Lloyds freezes 8,000 Jersey offshore bank accounts
Lloyds Banking Group was forced to freeze about 8,000 offshore bank accounts in Jersey after pursuing ID authentication for three years, Jane Connolly writes.
The Financial Times reports that the lockdowns occurred at the end of 2018 in order to comply with the island’s money laundering rules.
The bank reportedly did not have specific concerns about the accounts in question but had to take action when the account holders ignored repeated requests for information, such as certified copies of identity documents.
According to the FT, the frozen accounts comprised less than 5% of the bank’s total expatriate accounts.

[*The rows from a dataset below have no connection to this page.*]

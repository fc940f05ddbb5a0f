//! The task executor seam
//!
//! The engine never produces file content itself. It hands each task to a
//! [`TaskExecutor`] and aggregates the [`TaskOutput`] that comes back.

use async_trait::async_trait;
use serde::{Deserialize, Serialize};
use serde_json::Value;
use std::collections::BTreeMap;
use std::future::Future;
use thiserror::Error;
use tokio_util::sync::CancellationToken;

use crate::aggregate::extract::extract_files;
use crate::core::ResourceUsage;
use crate::model::{SessionId, TaskId, TaskType};

/// Everything an executor needs to run one attempt of a task
#[derive(Debug, Clone, Serialize, Deserialize)]
#[serde(rename_all = "camelCase")]
pub struct ExecutionRequest {
    pub session_id: SessionId,
    pub task_id: TaskId,
    pub task_type: TaskType,
    pub name: String,
    pub description: String,
    pub context: Value,
    /// Zero-based attempt number
    pub attempt: u32,
}

/// One file-level effect of a task
#[derive(Debug, Clone, PartialEq, Eq, Serialize, Deserialize)]
#[serde(tag = "op", rename_all = "camelCase")]
pub enum OutputFile {
    Write {
        content: String,
        #[serde(default)]
        language: Option<String>,
    },
    Delete,
}

impl OutputFile {
    pub fn write(content: impl Into<String>) -> Self {
        OutputFile::Write {
            content: content.into(),
            language: None,
        }
    }

    pub fn write_with_language(content: impl Into<String>, language: impl Into<String>) -> Self {
        OutputFile::Write {
            content: content.into(),
            language: Some(language.into()),
        }
    }
}

#[derive(Debug, Clone, Default, PartialEq, Serialize, Deserialize)]
#[serde(rename_all = "camelCase")]
pub struct TaskOutput {
    pub files: BTreeMap<String, OutputFile>,
    pub usage: ResourceUsage,
}

impl TaskOutput {
    pub fn new() -> Self {
        Self::default()
    }

    pub fn with_file(mut self, path: impl Into<String>, file: OutputFile) -> Self {
        self.files.insert(path.into(), file);
        self
    }

    pub fn with_usage(mut self, usage: ResourceUsage) -> Self {
        self.usage = usage;
        self
    }

    /// Build an output from markdown using `### path` headed code blocks
    ///
    /// A path that appears twice keeps its last block.
    pub fn from_markdown(markdown: &str) -> Self {
        let files = extract_files(markdown)
            .into_iter()
            .map(|f| {
                (
                    f.path,
                    OutputFile::Write {
                        content: f.content,
                        language: f.language,
                    },
                )
            })
            .collect();
        Self {
            files,
            usage: ResourceUsage::default(),
        }
    }

    pub fn paths(&self) -> Vec<String> {
        self.files.keys().cloned().collect()
    }
}

/// Errors reported by an executor for a single attempt
#[derive(Debug, Clone, Error, PartialEq, Eq)]
pub enum ExecutionError {
    /// Bad input or a refusal; retrying will not help
    #[error("Task rejected: {0}")]
    User(String),

    /// Transient failure such as a provider outage
    #[error("Task failed: {0}")]
    System(String),

    /// The executor observed its cancellation token and stopped
    #[error("Task cancelled")]
    Cancelled,
}

impl ExecutionError {
    pub fn user(message: impl Into<String>) -> Self {
        Self::User(message.into())
    }

    pub fn system(message: impl Into<String>) -> Self {
        Self::System(message.into())
    }

    pub fn is_retryable(&self) -> bool {
        matches!(self, Self::System(_))
    }
}

impl From<anyhow::Error> for ExecutionError {
    fn from(err: anyhow::Error) -> Self {
        Self::System(format!("{:#}", err))
    }
}

#[async_trait]
pub trait TaskExecutor: Send + Sync + 'static {
    async fn execute(
        &self,
        request: ExecutionRequest,
        cancel: CancellationToken,
    ) -> Result<TaskOutput, ExecutionError>;
}

/// Wrapper that lets an async closure act as an executor
pub struct FnExecutor<F> {
    func: F,
}

impl<F, Fut> FnExecutor<F>
where
    F: Fn(ExecutionRequest, CancellationToken) -> Fut + Send + Sync + 'static,
    Fut: Future<Output = anyhow::Result<TaskOutput>> + Send + 'static,
{
    pub fn new(func: F) -> Self {
        Self { func }
    }
}

#[async_trait]
impl<F, Fut> TaskExecutor for FnExecutor<F>
where
    F: Fn(ExecutionRequest, CancellationToken) -> Fut + Send + Sync + 'static,
    Fut: Future<Output = anyhow::Result<TaskOutput>> + Send + 'static,
{
    async fn execute(
        &self,
        request: ExecutionRequest,
        cancel: CancellationToken,
    ) -> Result<TaskOutput, ExecutionError> {
        let result = (self.func)(request, cancel.clone()).await;
        match result {
            Ok(output) => Ok(output),
            Err(err) => match err.downcast::<ExecutionError>() {
                Ok(exec_err) => Err(exec_err),
                Err(_) if cancel.is_cancelled() => Err(ExecutionError::Cancelled),
                Err(other) => Err(other.into()),
            },
        }
    }
}

#[cfg(test)]
mod tests {
    use super::*;
    use pretty_assertions::assert_eq;
    use uuid::Uuid;

    fn request() -> ExecutionRequest {
        ExecutionRequest {
            session_id: Uuid::new_v4(),
            task_id: "api".into(),
            task_type: TaskType::Backend,
            name: "API".into(),
            description: String::new(),
            context: Value::Null,
            attempt: 0,
        }
    }

    #[tokio::test]
    async fn test_fn_executor_maps_errors() {
        let executor = FnExecutor::new(|req: ExecutionRequest, _cancel| async move {
            if req.attempt == 0 {
                Err::<TaskOutput, _>(anyhow::Error::new(ExecutionError::user("bad prompt")))
            } else {
                Err(anyhow::anyhow!("provider timeout"))
            }
        });

        let err = executor
            .execute(request(), CancellationToken::new())
            .await
            .unwrap_err();
        assert_eq!(err, ExecutionError::User("bad prompt".into()));
        assert!(!err.is_retryable());

        let mut second = request();
        second.attempt = 1;
        let err = executor
            .execute(second, CancellationToken::new())
            .await
            .unwrap_err();
        assert!(err.is_retryable());
    }

    #[tokio::test]
    async fn test_fn_executor_reports_cancellation() {
        let executor = FnExecutor::new(|_req, cancel: CancellationToken| async move {
            cancel.cancelled().await;
            Err::<TaskOutput, _>(anyhow::anyhow!("stopped"))
        });
        let token = CancellationToken::new();
        token.cancel();
        let err = executor.execute(request(), token).await.unwrap_err();
        assert_eq!(err, ExecutionError::Cancelled);
    }

    #[test]
    fn test_output_from_markdown() {
        let output = TaskOutput::from_markdown("### src/lib.rs\n```rust\npub fn x() {}\n```\n");
        assert_eq!(output.paths(), vec!["src/lib.rs".to_string()]);
        assert_eq!(
            output.files["src/lib.rs"],
            OutputFile::write_with_language("pub fn x() {}", "rust")
        );
    }
}
use anyhow::{Context, Result};
use async_trait::async_trait;
use futures::StreamExt;
use std::sync::Arc;
use std::time::Duration;

use subagent_orchestra::{
    init_tracing, CancellationToken, ExecutionError, ExecutionRequest, OrchestrationConfig,
    OrchestrationEvent, OrchestrationService, ResolveRequest, TaskExecutor, TaskOutput, TaskPlan,
    TaskType,
};

/// Pretends to be a model call: waits a little, then answers in markdown
struct SimulatedExecutor;

impl SimulatedExecutor {
    fn answer(request: &ExecutionRequest) -> String {
        match request.task_type {
            TaskType::Schema => "### db/schema.sql\n```sql\ncreate table users (id int primary key);\ncreate table orders (id int, user_id int);\n```\n".to_string(),
            TaskType::Backend => concat!(
                "### src/api.ts\n```typescript\nexport const routes = ['/users', '/orders'];\n```\n",
                "### config.json\n```json\n{ \"port\": 8080, \"db\": \"orders\" }\n```\n"
            )
            .to_string(),
            TaskType::Frontend => concat!(
                "### web/App.tsx\n```tsx\nexport default function App() { return null; }\n```\n",
                "### config.json\n```json\n{ \"port\": 3000 }\n```\n"
            )
            .to_string(),
            TaskType::Tests => "### tests/api.test.ts\n```typescript\ntest('routes', () => {});\n```\n".to_string(),
            _ => format!(
                "### README.md\n```markdown\n# {}\n\n{}\n```\n",
                request.name, request.description
            ),
        }
    }
}

#[async_trait]
impl TaskExecutor for SimulatedExecutor {
    async fn execute(
        &self,
        request: ExecutionRequest,
        cancel: CancellationToken,
    ) -> Result<TaskOutput, ExecutionError> {
        let delay = Duration::from_millis(50 + fastrand::u64(0..150));
        tokio::select! {
            _ = cancel.cancelled() => return Err(ExecutionError::Cancelled),
            _ = tokio::time::sleep(delay) => {}
        }
        Ok(TaskOutput::from_markdown(&Self::answer(&request)))
    }
}

#[tokio::main]
async fn main() -> Result<()> {
    let config = OrchestrationConfig::development().with_env_overrides()?;
    init_tracing(&config.logging);

    let plan_path = std::env::args()
        .nth(1)
        .unwrap_or_else(|| "plan.yaml".to_string());
    let plan = TaskPlan::from_yaml_file(&plan_path)
        .with_context(|| format!("loading task plan from {}", plan_path))?;

    let service = OrchestrationService::new(config, Arc::new(SimulatedExecutor))?;
    let started = service.start_with_plan("demo-request", plan)?;
    println!(
        "orchestration {} started with {} tasks",
        started.orchestration_id, started.total_tasks
    );

    let mut events = service.stream(started.orchestration_id)?;
    while let Some(event) = events.next().await {
        println!("{}", event.to_json()?);
        if let OrchestrationEvent::ConflictDetected {
            conflict_id,
            contributors,
            ..
        } = &event.event
        {
            tracing::info!(%conflict_id, ?contributors, "conflict will be resolved after the run");
        }
    }

    let id = started.orchestration_id;
    for conflict in service.conflicts(id)?.conflicts {
        if !conflict.is_open() {
            continue;
        }
        // keep the first writer's version
        let winner = conflict.contributors[0].clone();
        let request = ResolveRequest::winner(winner).by("demo");
        let resolved = service.resolve_conflict(conflict.id, request)?;
        println!("resolved {} in favour of {:?}", resolved.path, resolved.resolution);
    }

    let results = service.results(id)?;
    println!("\nfinal status: {:?}", service.status(id)?.status);
    for file in results.files {
        println!(
            "{:<24} {:<12} {:>5} bytes  {}",
            file.path,
            file.language.as_str(),
            file.content_length,
            file.contributors.join(", ")
        );
    }
    Ok(())
}
use chrono::Utc;
use dashmap::DashMap;
use parking_lot::Mutex;
use tracing::{debug, info};

use super::detector::ConflictDetector;
use super::types::{ConflictCandidate, ConflictStatus, MergeConflict, Resolution};
use crate::core::{OrchestraError, Result};
use crate::model::{ConflictId, SessionId, TaskId};

/// Result of recording a write against a path that has diverged
#[derive(Debug, Clone)]
pub enum ConflictUpdate {
    Opened(MergeConflict),
    Extended(MergeConflict),
}

impl ConflictUpdate {
    pub fn conflict(&self) -> &MergeConflict {
        match self {
            ConflictUpdate::Opened(c) | ConflictUpdate::Extended(c) => c,
        }
    }
}

/// Conflict records for one session
///
/// Callers hold the aggregated file's entry while calling the mutating
/// methods here, so file locks are always taken before conflict locks.
pub struct ConflictRegistry {
    session_id: SessionId,
    detector: ConflictDetector,
    conflicts: DashMap<ConflictId, MergeConflict>,
    open_by_path: DashMap<String, ConflictId>,
    order: Mutex<Vec<ConflictId>>,
}

impl ConflictRegistry {
    pub fn new(session_id: SessionId, detector: ConflictDetector) -> Self {
        Self {
            session_id,
            detector,
            conflicts: DashMap::new(),
            open_by_path: DashMap::new(),
            order: Mutex::new(Vec::new()),
        }
    }

    pub fn detector(&self) -> &ConflictDetector {
        &self.detector
    }

    pub fn open_for(&self, path: &str) -> Option<ConflictId> {
        self.open_by_path.get(path).map(|id| *id)
    }

    /// Add `incoming` to the open record for `path`, or open one against `current`
    ///
    /// `current` holds one candidate per task backing the stored content.
    pub fn record_divergence(
        &self,
        path: &str,
        current: Vec<ConflictCandidate>,
        incoming: ConflictCandidate,
    ) -> ConflictUpdate {
        if let Some(extended) = self.join_open(path, incoming.clone()) {
            return ConflictUpdate::Extended(extended);
        }

        let mut candidates: Vec<ConflictCandidate> = Vec::with_capacity(current.len() + 1);
        for candidate in current.into_iter().chain(std::iter::once(incoming)) {
            if !candidates.iter().any(|c| c.task_id == candidate.task_id) {
                candidates.push(candidate);
            }
        }
        let contributors: Vec<TaskId> = candidates.iter().map(|c| c.task_id.clone()).collect();
        let conflict = self
            .detector
            .detect(self.session_id, path, contributors, candidates);
        self.open_by_path.insert(path.to_string(), conflict.id);
        self.conflicts.insert(conflict.id, conflict.clone());
        self.order.lock().push(conflict.id);
        info!(
            session_id = %self.session_id,
            conflict_id = %conflict.id,
            path = %path,
            severity = ?conflict.severity,
            "Merge conflict opened"
        );
        ConflictUpdate::Opened(conflict)
    }

    /// Append a contributor to the open record for `path`, if there is one
    pub fn join_open(&self, path: &str, incoming: ConflictCandidate) -> Option<MergeConflict> {
        let id = self.open_for(path)?;
        let mut conflict = self.conflicts.get_mut(&id)?;
        if !conflict.is_open() {
            return None;
        }
        self.detector.extend(&mut conflict, incoming);
        debug!(
            conflict_id = %id,
            path = %path,
            contributors = conflict.contributors.len(),
            "Merge conflict extended"
        );
        Some(conflict.clone())
    }

    pub fn get(&self, id: ConflictId) -> Option<MergeConflict> {
        self.conflicts.get(&id).map(|c| c.clone())
    }

    /// Current state of an open conflict, for the start of a resolution
    pub fn open_snapshot(&self, id: ConflictId) -> Result<MergeConflict> {
        let conflict = self.get(id).ok_or(OrchestraError::ConflictNotFound(id))?;
        if !conflict.is_open() {
            return Err(OrchestraError::AlreadyResolved { conflict_id: id });
        }
        Ok(conflict)
    }

    /// Move a conflict to Resolved, re-checking under its lock that it is still open
    pub fn mark_resolved(
        &self,
        id: ConflictId,
        resolution: Resolution,
        resolved_by: Option<String>,
    ) -> Result<MergeConflict> {
        let mut conflict = self
            .conflicts
            .get_mut(&id)
            .ok_or(OrchestraError::ConflictNotFound(id))?;
        if !conflict.is_open() {
            return Err(OrchestraError::AlreadyResolved { conflict_id: id });
        }
        conflict.status = ConflictStatus::Resolved;
        conflict.resolution = Some(resolution);
        conflict.resolved_by = resolved_by;
        conflict.resolved_at = Some(Utc::now());
        let resolved = conflict.clone();
        drop(conflict);

        self.open_by_path
            .remove_if(&resolved.path, |_, open_id| *open_id == id);
        info!(
            session_id = %self.session_id,
            conflict_id = %id,
            path = %resolved.path,
            resolution = ?resolved.resolution,
            "Merge conflict resolved"
        );
        Ok(resolved)
    }

    /// All conflicts in detection order
    pub fn list(&self) -> Vec<MergeConflict> {
        let order = self.order.lock().clone();
        order.into_iter().filter_map(|id| self.get(id)).collect()
    }

    pub fn open_count(&self) -> usize {
        self.open_by_path.len()
    }

    pub fn has_open(&self) -> bool {
        !self.open_by_path.is_empty()
    }
}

A Lloyds spokesperson says: “Over the last three years we have made multiple attempts to contact these customers, asking that they provide us with the necessary information”.
“Unfortunately, where a customer has not provided us with this necessary information, we have had to freeze their account until we get the information. This is also to protect the customer, as it prevents anybody else trying to use the account if the customer has stopped using it or has moved address.”
Jersey, Guernsey and the Isle of Man have been facing increased scrutiny and have responded to recent criticism by agreeing to provide clearer information about company ownership in tax havens.
The Jersey Financial Services Commission recently concluded a year-long consultation with further proposed revisions to bolster its local anti-laundering requirements.